Note: this particular answer is not for converting numeric-valued factors to numerics, it is for converting categorical factors to their corresponding level numbers.


Every answer in this post failed to generate results for me , NAs were getting generated.

y2<-factor(c("A","B","C","D","A")); 
as.numeric(levels(y2))[y2] 
[1] NA NA NA NA NA Warning message: NAs introduced by coercion

What worked for me is this -

as.integer(y2)
# [1] 1 2 3 4 1

It is possible only in the case when the factor labels match the original values. I will explain it with an example.

Assume the data is vector x:

x <- c(20, 10, 30, 20, 10, 40, 10, 40)

Now I will create a factor with four labels:

f <- factor(x, levels = c(10, 20, 30, 40), labels = c("A", "B", "C", "D"))
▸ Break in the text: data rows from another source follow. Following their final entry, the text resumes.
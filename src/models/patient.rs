use chrono::{DateTime, Utc};
use serde::{Deserialize, Serialize};

use crate::triage::TriageLevel;

/// Patient row as served by the persistence backend. Field aliases accept
/// the camelCase convention some in-memory callers use alongside the
/// snake_case wire names.
#[derive(Debug, Clone, Default, PartialEq, Serialize, Deserialize)]
#[serde(default)]
pub struct PatientRecord {
    pub id: i64,
    pub site: Option<i64>,
    pub name: String,
    pub triage_level: String,
    pub triage_status: String,
    pub created_at: Option<DateTime<Utc>>,

    // Questionnaire fields
    pub age: Option<i64>,
    pub gender: String,
    #[serde(alias = "chiefComplaint")]
    pub chief_complaint: String,
    #[serde(alias = "chiefComplaintOther")]
    pub chief_complaint_other: String,
    pub consciousness: String,
    pub mechanism: String,
    #[serde(alias = "mechanismOther")]
    pub mechanism_other: String,
    #[serde(alias = "visibleInjuries")]
    pub visible_injuries: bool,
    #[serde(alias = "selectedInjuries")]
    pub selected_injuries: Vec<String>,
    #[serde(alias = "medicalAlert")]
    pub medical_alert: bool,
    #[serde(alias = "allergiesHistory")]
    pub allergies_history: bool,
    #[serde(alias = "allergiesDetails")]
    pub allergies_details: String,
}

/// One vitals reading. The backend returns these oldest to newest; the
/// final element is the latest observation.
#[derive(Debug, Clone, Default, PartialEq, Serialize, Deserialize)]
#[serde(default)]
pub struct VitalsRecord {
    pub id: i64,
    pub patient: Option<i64>,
    pub timestamp: Option<DateTime<Utc>>,
    #[serde(alias = "heartRate")]
    pub heart_rate: Option<f64>,
    #[serde(alias = "bpSystolic")]
    pub bp_systolic: Option<f64>,
    #[serde(alias = "bpDiastolic")]
    pub bp_diastolic: Option<f64>,
    #[serde(alias = "respiratoryRate")]
    pub respiratory_rate: Option<f64>,
    pub temperature: Option<f64>,
    #[serde(alias = "oxygenSaturation")]
    pub oxygen_saturation: Option<f64>,
    /// Reading origin, e.g. "esp32" or "manual".
    pub source: String,
}

/// Intervention logged by field personnel.
#[derive(Debug, Clone, Default, PartialEq, Serialize, Deserialize)]
#[serde(default)]
pub struct ActionRecord {
    pub id: i64,
    pub patient: Option<i64>,
    pub timestamp: Option<DateTime<Utc>>,
    pub action: String,
    #[serde(alias = "actionType")]
    pub action_type: String,
    pub details: String,
    pub source: String,
}

/// Partial update for the persisted triage fields.
#[derive(Debug, Clone, PartialEq, Serialize, Deserialize)]
pub struct PatientPatch {
    pub triage_level: TriageLevel,
    pub triage_status: String,
}

impl PatientPatch {
    /// Patch carrying a level and its fixed status label.
    pub fn for_level(level: TriageLevel) -> Self {
        Self {
            triage_level: level,
            triage_status: level.status().to_string(),
        }
    }
}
1) x is with type double, f is with type integer. This is the first unavoidable loss of information. Factors are always stored as integers.

> typeof(x)
[1] "double"
> typeof(f)
[1] "integer"

2) It is not possible to revert back to the original values (10, 20, 30, 40) having only f available. We can see that f holds only integer values 1, 2, 3, 4 and two attributes - the list of labels ("A", "B", "C", "D") and the class attribute "factor". Nothing more.

> str(f)
 Factor w/ 4 levels "A","B","C","D": 2 1 3 2 1 4 1 4
> attributes(f)
$levels
[1] "A" "B" "C" "D"

$class
[1] "factor"

To revert back to the original values we have to know the values of levels used in creating the factor. In this case c(10, 20, 30, 40). If we know the original levels (in correct order), we can revert back to the original values.
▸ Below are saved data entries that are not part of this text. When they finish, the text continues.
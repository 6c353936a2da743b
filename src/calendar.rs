use chrono::format::{Item, StrftimeItems};
use chrono::{Datelike, Days, Month, NaiveDate, Weekday};
use itertools::Itertools;
use nom::character::complete::{char, digit1};
use nom::combinator::{all_consuming, map_res, opt, recognize};
use nom::sequence::{pair, separated_pair};
use num_traits::FromPrimitive;
use serde::Deserialize;
use serde_with::DeserializeFromStr;
use std::cmp::Ordering;
use std::collections::HashMap;
use std::fmt::{self, Write};
use std::str::FromStr;

use crate::provider::{days_of_month, DateFormat, Error, ErrorKind, EventRecord, Result, Tz};

pub const DAYS_IN_WEEK: usize = 7;
pub const GRID_CELLS: usize = 6 * DAYS_IN_WEEK;

#[derive(Clone, Copy, Debug, Default, PartialEq, Eq, DeserializeFromStr)]
pub enum WeekStart {
    Sunday,
    #[default]
    Monday,
}

impl WeekStart {
    pub fn weekday(&self) -> Weekday {
        match self {
            WeekStart::Sunday => Weekday::Sun,
            WeekStart::Monday => Weekday::Mon,
        }
    }

    /// Column of `weekday` in a row starting at this day.
    pub fn offset_of(&self, weekday: Weekday) -> u32 {
        match self {
            WeekStart::Sunday => weekday.num_days_from_sunday(),
            WeekStart::Monday => weekday.num_days_from_monday(),
        }
    }

    /// Weekdays in column order.
    pub fn weekdays(&self) -> [Weekday; DAYS_IN_WEEK] {
        let mut days = [self.weekday(); DAYS_IN_WEEK];
        for idx in 1..DAYS_IN_WEEK {
            days[idx] = days[idx - 1].succ();
        }
        days
    }
}

impl FromStr for WeekStart {
    type Err = Error;

    fn from_str(s: &str) -> std::result::Result<Self, Self::Err> {
        match s.to_lowercase().as_str() {
            "sun" | "sunday" => Ok(WeekStart::Sunday),
            "mon" | "monday" => Ok(WeekStart::Monday),
            _ => Err(Error::new(
                ErrorKind::ParseError,
                &format!("'{}' is not a valid start of the week", s),
            )),
        }
    }
}

/// How many trailing padding days a grid receives.
#[derive(Clone, Copy, Debug, Default, PartialEq, Eq, DeserializeFromStr)]
pub enum GridLayout {
    /// Always six full weeks.
    #[default]
    SixWeeks,
    /// Only up to the end of the week containing the last day of the month.
    NaturalWeeks,
}

impl FromStr for GridLayout {
    type Err = Error;

    fn from_str(s: &str) -> std::result::Result<Self, Self::Err> {
        match s.to_lowercase().as_str() {
            "six-weeks" | "fixed" => Ok(GridLayout::SixWeeks),
            "natural" | "natural-weeks" => Ok(GridLayout::NaturalWeeks),
            _ => Err(Error::new(
                ErrorKind::ParseError,
                &format!("'{}' is not a valid grid layout", s),
            )),
        }
    }
}

/// strftime pattern used for the text of a day cell.
#[derive(Clone, Debug, PartialEq, Eq, DeserializeFromStr)]
pub struct LabelFormat(String);

impl Default for LabelFormat {
    fn default() -> Self {
        LabelFormat("%-d".to_owned())
    }
}

impl LabelFormat {
    pub fn label_of(&self, date: &NaiveDate) -> String {
        let mut label = String::new();
        // Patterns asking for time or offset fields cannot be rendered from a date
        if write!(&mut label, "{}", date.format(&self.0)).is_err() {
            label.clear();
            label.push_str(&date.day().to_string());
        }
        label
    }
}

impl FromStr for LabelFormat {
    type Err = Error;

    fn from_str(s: &str) -> std::result::Result<Self, Self::Err> {
        if s.is_empty() || StrftimeItems::new(s).any(|item| item == Item::Error) {
            return Err(Error::new(
                ErrorKind::ParseError,
                &format!("Day label '{}' not recognized", s),
            ));
        }
        Ok(LabelFormat(s.to_owned()))
    }
}

#[derive(Clone, Debug, Default, PartialEq, Deserialize)]
#[serde(default)]
pub struct GridConfig {
    pub week_start: WeekStart,
    pub layout: GridLayout,
    pub date_format: DateFormat,
    pub timezone: Tz,
    pub day_label: LabelFormat,
}

/// A month of the proleptic Gregorian calendar.
#[derive(Clone, Copy, Debug, PartialEq, Eq)]
pub struct YearMonth {
    year: i32,
    month: Month,
    first: NaiveDate,
    last: NaiveDate,
}

impl YearMonth {
    pub fn new(year: i32, month: u32) -> Result<Self> {
        let value = Month::from_u32(month).ok_or_else(|| {
            Error::new(
                ErrorKind::InvalidMonth,
                &format!("{} is not a month", month),
            )
        })?;

        let out_of_range = || {
            Error::new(
                ErrorKind::InvalidMonth,
                &format!("{:04}-{:02} is out of the supported range", year, month),
            )
        };

        let first = NaiveDate::from_ymd_opt(year, month, 1).ok_or_else(out_of_range)?;
        let num_days = days_of_month(&value, year).ok_or_else(out_of_range)?;
        let last = NaiveDate::from_ymd_opt(year, month, num_days).ok_or_else(out_of_range)?;

        Ok(YearMonth {
            year,
            month: value,
            first,
            last,
        })
    }

    /// The month containing `date`.
    pub fn of<D: Datelike>(date: &D) -> Result<Self> {
        Self::new(date.year(), date.month())
    }

    pub fn year(&self) -> i32 {
        self.year
    }

    pub fn month(&self) -> Month {
        self.month
    }

    pub fn first_day(&self) -> NaiveDate {
        self.first
    }

    pub fn last_day(&self) -> NaiveDate {
        self.last
    }

    pub fn num_days(&self) -> u32 {
        self.last.day()
    }

    pub fn contains(&self, date: &NaiveDate) -> bool {
        self.first <= *date && *date <= self.last
    }

    pub fn succ(&self) -> Result<Self> {
        match self.month {
            Month::December => Self::new(self.year + 1, 1),
            month => Self::new(self.year, month.succ().number_from_month()),
        }
    }

    pub fn pred(&self) -> Result<Self> {
        match self.month {
            Month::January => Self::new(self.year - 1, 12),
            month => Self::new(self.year, month.pred().number_from_month()),
        }
    }
}

impl PartialOrd for YearMonth {
    fn partial_cmp(&self, other: &Self) -> Option<Ordering> {
        Some(self.cmp(other))
    }
}

impl Ord for YearMonth {
    fn cmp(&self, other: &Self) -> Ordering {
        self.first.cmp(&other.first)
    }
}

impl fmt::Display for YearMonth {
    fn fmt(&self, f: &mut fmt::Formatter<'_>) -> fmt::Result {
        write!(f, "{:04}-{:02}", self.year, self.month.number_from_month())
    }
}

impl FromStr for YearMonth {
    type Err = Error;

    /// Parses `YYYY-MM`.
    fn from_str(s: &str) -> std::result::Result<Self, Self::Err> {
        let (_, (year, month)) = all_consuming(separated_pair(
            map_res(
                recognize(pair(opt(char::<_, (&str, nom::error::ErrorKind)>('-')), digit1)),
                |s: &str| s.parse::<i32>(),
            ),
            char('-'),
            map_res(digit1, |s: &str| s.parse::<u32>()),
        ))(s.trim())
        .map_err(|_| {
            Error::new(
                ErrorKind::InvalidMonth,
                &format!("'{}' is not of the form YYYY-MM", s),
            )
        })?;

        YearMonth::new(year, month)
    }
}

#[derive(Clone, Debug, PartialEq)]
pub struct DayCell<'a> {
    pub date: NaiveDate,
    pub label: String,
    pub is_padding: bool,
    pub events: Vec<&'a EventRecord>,
}

impl<'a> DayCell<'a> {
    pub fn weekday(&self) -> Weekday {
        self.date.weekday()
    }

    pub fn has_events(&self) -> bool {
        !self.events.is_empty()
    }
}

impl fmt::Display for DayCell<'_> {
    fn fmt(&self, f: &mut fmt::Formatter<'_>) -> fmt::Result {
        write!(f, "{}", self.label)
    }
}

/// Groups eligible records by the calendar day they fall on.
///
/// Records whose date does not parse are dropped. Within a day the input
/// order is kept.
pub fn events_by_day<'a>(
    events: &'a [EventRecord],
    config: &GridConfig,
) -> HashMap<NaiveDate, Vec<&'a EventRecord>> {
    events
        .iter()
        .filter(|event| event.is_eligible)
        .filter_map(|event| {
            match config
                .date_format
                .parse(&event.event_date, &config.timezone)
            {
                Ok(date) => Some((date, event)),
                Err(err) => {
                    log::debug!("Ignoring ticket {}: {}", event.id, err);
                    None
                }
            }
        })
        .into_group_map()
}

/// Builds the day cells shown for `target`, whole weeks only.
///
/// The first cell falls on `config.week_start`. Padding cells before and
/// after the month never carry events.
pub fn build_month_grid<'a>(
    target: YearMonth,
    events: &'a [EventRecord],
    config: &GridConfig,
) -> Result<Vec<DayCell<'a>>> {
    let first = target.first_day();

    let leading = config.week_start.offset_of(first.weekday()) as usize;
    let natural = leading + target.num_days() as usize;
    let trailing = (DAYS_IN_WEEK - natural % DAYS_IN_WEEK) % DAYS_IN_WEEK;

    let total = match config.layout {
        GridLayout::SixWeeks => (natural + trailing).max(GRID_CELLS),
        GridLayout::NaturalWeeks => natural + trailing,
    };

    let out_of_range = || {
        Error::new(
            ErrorKind::InvalidMonth,
            &format!("The grid of {} leaves the supported date range", target),
        )
    };

    let start = first
        .checked_sub_days(Days::new(leading as u64))
        .ok_or_else(out_of_range)?;
    start
        .checked_add_days(Days::new(total as u64 - 1))
        .ok_or_else(out_of_range)?;

    let mut by_day = events_by_day(events, config);

    let cells: Vec<DayCell> = start
        .iter_days()
        .take(total)
        .map(|date| {
            let is_padding = !target.contains(&date);
            let events = if is_padding {
                Vec::new()
            } else {
                by_day.remove(&date).unwrap_or_default()
            };

            DayCell {
                date,
                label: config.day_label.label_of(&date),
                is_padding,
                events,
            }
        })
        .collect();

    log::debug!(
        "Built grid for {}: {} cells starting {}",
        target,
        cells.len(),
        start
    );

    Ok(cells)
}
> orig_levels <- c(10, 20, 30, 40)
> x1 <- orig_levels[f]
> all.equal(x, x1)
[1] TRUE

And this will work only in case when labels have been defined for all possible values in the original data.

So if you will need the original values, you have to keep them. Otherwise there is a high chance it will not be possible to get back to them only from a factor.